/---
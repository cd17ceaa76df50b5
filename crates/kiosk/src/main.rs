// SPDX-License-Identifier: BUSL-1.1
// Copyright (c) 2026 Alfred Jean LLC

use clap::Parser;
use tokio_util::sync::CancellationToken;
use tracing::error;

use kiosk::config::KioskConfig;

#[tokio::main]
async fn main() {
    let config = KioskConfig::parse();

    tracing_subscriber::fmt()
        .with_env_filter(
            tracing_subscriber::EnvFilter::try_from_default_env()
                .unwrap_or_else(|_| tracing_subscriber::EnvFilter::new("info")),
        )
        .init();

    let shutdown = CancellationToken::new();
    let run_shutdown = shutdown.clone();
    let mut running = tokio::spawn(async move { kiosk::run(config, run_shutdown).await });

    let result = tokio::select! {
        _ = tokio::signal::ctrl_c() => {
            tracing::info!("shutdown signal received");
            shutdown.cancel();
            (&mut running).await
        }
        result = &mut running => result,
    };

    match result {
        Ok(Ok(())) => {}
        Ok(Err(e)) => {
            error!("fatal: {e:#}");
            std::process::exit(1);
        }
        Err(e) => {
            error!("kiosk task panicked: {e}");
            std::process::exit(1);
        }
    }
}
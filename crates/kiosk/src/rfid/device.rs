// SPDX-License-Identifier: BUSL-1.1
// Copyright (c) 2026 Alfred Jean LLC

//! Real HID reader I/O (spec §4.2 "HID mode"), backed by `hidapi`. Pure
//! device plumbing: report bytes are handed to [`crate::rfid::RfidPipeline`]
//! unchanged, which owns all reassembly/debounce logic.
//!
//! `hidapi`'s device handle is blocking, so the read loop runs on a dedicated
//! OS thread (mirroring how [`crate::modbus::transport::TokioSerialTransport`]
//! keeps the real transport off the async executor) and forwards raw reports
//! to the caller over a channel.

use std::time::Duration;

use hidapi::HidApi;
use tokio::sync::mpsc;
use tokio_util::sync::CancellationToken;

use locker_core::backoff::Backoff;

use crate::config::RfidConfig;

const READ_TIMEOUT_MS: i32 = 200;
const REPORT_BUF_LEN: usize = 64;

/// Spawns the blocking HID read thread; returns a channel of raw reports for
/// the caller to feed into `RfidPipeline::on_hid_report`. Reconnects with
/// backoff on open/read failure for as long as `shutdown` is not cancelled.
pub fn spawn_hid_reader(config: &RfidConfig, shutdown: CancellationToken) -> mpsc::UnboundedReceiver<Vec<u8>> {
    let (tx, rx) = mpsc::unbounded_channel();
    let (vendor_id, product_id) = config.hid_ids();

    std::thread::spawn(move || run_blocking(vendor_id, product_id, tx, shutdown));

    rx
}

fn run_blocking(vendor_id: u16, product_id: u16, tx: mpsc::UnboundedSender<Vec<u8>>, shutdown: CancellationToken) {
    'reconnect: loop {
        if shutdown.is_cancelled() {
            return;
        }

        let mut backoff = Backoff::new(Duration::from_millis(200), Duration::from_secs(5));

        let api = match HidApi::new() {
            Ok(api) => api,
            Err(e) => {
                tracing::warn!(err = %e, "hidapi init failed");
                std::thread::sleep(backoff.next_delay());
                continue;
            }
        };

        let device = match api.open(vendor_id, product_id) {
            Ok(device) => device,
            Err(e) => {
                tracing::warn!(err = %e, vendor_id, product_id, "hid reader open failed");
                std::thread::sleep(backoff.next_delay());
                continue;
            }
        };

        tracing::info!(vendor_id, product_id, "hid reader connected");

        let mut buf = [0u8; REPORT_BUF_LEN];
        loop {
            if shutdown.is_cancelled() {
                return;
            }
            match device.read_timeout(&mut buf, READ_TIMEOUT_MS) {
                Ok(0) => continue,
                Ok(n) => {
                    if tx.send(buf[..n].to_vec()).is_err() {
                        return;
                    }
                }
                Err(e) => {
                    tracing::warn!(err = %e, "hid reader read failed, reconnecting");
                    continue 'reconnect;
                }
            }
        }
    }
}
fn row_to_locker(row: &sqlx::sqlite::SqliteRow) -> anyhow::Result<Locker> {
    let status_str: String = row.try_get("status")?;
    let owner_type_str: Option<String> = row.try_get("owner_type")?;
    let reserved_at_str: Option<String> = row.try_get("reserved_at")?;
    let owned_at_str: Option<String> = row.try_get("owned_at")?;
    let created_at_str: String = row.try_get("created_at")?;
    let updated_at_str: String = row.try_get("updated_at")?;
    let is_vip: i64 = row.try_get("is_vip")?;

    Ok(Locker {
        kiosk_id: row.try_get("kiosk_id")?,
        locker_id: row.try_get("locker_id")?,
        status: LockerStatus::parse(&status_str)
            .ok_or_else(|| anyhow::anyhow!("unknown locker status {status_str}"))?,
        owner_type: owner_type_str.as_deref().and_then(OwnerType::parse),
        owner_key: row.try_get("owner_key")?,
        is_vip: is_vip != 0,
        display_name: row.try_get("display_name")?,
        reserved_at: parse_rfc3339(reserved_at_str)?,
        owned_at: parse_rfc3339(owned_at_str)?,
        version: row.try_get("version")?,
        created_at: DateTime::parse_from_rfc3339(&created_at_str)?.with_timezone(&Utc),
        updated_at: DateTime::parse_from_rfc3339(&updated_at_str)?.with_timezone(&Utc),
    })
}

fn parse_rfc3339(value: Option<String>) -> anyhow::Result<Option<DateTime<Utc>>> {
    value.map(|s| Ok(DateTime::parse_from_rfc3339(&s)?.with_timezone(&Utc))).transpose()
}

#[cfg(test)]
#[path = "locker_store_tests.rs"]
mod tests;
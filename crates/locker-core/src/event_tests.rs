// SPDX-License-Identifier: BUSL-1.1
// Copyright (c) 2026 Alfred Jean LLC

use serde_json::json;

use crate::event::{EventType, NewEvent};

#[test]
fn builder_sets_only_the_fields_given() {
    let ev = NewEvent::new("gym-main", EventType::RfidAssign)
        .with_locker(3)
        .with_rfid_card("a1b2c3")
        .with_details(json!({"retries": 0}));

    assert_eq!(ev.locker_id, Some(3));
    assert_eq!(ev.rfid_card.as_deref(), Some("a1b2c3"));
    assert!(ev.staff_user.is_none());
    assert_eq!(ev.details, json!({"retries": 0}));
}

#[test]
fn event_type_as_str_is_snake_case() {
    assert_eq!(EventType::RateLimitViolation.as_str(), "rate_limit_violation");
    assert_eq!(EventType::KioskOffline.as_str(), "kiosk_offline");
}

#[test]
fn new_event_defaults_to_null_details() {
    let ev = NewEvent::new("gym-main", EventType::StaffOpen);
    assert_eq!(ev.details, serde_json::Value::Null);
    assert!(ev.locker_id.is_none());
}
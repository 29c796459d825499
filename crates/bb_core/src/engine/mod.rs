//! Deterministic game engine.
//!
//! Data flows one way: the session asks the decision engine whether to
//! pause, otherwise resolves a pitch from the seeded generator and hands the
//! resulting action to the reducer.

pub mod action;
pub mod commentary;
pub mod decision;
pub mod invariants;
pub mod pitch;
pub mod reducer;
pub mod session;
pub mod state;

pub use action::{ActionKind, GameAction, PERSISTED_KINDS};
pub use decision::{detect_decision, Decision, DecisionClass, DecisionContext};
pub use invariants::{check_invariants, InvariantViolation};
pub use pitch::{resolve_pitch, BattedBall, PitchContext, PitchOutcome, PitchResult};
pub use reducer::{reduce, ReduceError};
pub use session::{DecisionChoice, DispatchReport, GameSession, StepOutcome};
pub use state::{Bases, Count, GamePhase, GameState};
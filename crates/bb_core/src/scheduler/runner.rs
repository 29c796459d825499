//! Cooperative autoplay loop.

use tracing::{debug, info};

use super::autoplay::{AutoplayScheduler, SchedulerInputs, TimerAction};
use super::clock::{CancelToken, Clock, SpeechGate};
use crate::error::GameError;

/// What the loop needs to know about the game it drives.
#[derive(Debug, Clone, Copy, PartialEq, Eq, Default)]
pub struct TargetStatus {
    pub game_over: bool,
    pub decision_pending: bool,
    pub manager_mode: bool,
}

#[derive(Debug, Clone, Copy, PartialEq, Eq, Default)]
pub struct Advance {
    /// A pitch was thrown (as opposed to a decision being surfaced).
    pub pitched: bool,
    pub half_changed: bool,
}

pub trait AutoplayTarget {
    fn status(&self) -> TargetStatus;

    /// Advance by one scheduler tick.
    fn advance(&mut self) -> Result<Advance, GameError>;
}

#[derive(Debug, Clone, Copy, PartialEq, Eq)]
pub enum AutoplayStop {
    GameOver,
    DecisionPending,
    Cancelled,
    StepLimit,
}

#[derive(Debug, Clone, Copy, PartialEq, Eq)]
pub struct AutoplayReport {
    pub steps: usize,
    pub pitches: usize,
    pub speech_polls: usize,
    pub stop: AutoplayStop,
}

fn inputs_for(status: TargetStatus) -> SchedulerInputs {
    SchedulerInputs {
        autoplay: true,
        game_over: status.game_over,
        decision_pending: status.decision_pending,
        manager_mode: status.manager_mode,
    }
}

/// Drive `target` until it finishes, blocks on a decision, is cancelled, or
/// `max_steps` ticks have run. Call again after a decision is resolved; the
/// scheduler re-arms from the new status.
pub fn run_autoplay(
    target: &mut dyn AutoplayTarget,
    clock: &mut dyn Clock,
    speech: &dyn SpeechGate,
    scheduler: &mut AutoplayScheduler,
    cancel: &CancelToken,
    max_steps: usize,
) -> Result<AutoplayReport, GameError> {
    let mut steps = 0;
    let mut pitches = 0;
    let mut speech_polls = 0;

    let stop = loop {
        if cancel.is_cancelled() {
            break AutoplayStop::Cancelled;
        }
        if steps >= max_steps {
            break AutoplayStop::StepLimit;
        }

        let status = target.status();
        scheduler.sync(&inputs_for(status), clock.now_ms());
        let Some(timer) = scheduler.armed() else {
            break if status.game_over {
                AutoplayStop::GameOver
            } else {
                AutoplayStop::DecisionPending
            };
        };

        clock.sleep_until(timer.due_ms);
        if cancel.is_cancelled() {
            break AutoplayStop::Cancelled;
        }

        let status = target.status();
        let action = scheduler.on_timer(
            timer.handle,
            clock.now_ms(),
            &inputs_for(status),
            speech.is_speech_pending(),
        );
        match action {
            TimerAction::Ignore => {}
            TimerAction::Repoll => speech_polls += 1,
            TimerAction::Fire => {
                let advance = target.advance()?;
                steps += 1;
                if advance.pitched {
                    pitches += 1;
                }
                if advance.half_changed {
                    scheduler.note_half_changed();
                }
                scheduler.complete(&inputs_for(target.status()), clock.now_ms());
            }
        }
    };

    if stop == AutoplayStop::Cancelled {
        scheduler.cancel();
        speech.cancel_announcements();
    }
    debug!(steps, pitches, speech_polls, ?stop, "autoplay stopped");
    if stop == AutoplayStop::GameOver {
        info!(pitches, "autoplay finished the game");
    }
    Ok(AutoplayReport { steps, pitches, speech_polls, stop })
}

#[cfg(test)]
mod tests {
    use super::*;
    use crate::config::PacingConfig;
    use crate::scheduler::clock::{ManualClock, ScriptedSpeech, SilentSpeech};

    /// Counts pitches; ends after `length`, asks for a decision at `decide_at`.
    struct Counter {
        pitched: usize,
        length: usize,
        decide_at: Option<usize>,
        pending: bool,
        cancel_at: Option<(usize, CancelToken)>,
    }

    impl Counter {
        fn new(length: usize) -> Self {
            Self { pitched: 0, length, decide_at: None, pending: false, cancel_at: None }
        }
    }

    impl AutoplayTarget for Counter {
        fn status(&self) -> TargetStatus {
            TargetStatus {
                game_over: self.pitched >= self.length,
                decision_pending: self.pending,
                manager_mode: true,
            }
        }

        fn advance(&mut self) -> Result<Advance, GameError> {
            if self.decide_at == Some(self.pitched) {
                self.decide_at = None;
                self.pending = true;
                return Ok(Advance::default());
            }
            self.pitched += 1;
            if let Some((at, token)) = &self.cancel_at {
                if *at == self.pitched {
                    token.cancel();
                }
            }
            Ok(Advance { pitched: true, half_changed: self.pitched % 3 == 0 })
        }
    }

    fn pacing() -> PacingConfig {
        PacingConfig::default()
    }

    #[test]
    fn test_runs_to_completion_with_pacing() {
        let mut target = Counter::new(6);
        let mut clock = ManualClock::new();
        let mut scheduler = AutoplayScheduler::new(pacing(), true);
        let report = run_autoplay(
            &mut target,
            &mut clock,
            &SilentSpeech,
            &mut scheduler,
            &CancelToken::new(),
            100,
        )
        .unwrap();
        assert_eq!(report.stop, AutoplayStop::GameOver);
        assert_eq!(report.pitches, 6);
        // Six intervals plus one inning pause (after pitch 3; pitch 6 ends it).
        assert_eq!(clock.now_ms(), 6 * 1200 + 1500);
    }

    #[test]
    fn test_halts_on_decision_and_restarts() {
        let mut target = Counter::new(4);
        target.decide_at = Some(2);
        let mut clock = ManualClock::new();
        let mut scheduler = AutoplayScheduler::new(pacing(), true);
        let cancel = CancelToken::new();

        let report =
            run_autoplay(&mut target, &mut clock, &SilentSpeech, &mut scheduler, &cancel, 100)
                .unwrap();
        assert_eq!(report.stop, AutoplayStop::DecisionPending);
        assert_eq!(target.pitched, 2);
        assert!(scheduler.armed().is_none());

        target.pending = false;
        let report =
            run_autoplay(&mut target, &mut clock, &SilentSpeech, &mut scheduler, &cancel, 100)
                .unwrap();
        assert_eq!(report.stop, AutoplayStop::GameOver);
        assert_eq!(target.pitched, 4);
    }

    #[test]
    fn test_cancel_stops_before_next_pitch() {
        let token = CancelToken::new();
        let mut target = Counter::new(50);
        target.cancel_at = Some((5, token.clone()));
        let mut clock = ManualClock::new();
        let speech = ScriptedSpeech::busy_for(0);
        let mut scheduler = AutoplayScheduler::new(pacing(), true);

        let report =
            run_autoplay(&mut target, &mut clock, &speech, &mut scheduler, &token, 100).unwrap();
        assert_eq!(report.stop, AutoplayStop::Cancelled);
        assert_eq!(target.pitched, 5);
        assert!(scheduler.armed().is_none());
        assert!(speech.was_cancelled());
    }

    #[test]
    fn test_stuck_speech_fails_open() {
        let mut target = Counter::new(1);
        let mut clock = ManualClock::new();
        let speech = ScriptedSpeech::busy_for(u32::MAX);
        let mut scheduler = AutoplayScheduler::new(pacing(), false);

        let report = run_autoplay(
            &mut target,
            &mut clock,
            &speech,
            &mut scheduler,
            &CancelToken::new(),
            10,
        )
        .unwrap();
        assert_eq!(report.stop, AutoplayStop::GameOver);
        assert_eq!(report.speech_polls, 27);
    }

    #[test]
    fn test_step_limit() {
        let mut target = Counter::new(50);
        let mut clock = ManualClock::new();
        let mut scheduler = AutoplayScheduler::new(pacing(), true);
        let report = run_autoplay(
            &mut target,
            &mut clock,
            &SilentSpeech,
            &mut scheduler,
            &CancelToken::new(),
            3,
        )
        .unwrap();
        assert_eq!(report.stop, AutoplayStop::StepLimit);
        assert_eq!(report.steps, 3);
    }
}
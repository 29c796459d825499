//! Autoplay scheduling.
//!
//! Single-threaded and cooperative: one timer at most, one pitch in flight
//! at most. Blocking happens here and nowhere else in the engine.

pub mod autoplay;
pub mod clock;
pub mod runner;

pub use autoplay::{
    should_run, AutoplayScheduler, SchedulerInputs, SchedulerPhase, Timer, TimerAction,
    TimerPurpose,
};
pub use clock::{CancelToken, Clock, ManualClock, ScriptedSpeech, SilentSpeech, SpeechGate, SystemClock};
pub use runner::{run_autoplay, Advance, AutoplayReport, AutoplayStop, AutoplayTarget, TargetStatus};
\---
(GOAL OF THE EXERCISE):
Track down every line of the material containing the string "usize", and copy it.

(EXPECTED OUTPUT):
const REPORT_BUF_LEN: usize = 64;
    pub steps: usize,
    pub pitches: usize,
    pub speech_polls: usize,
    max_steps: usize,
        pitched: usize,
        length: usize,
        decide_at: Option<usize>,
        cancel_at: Option<(usize, CancelToken)>,
        fn new(length: usize) -> Self {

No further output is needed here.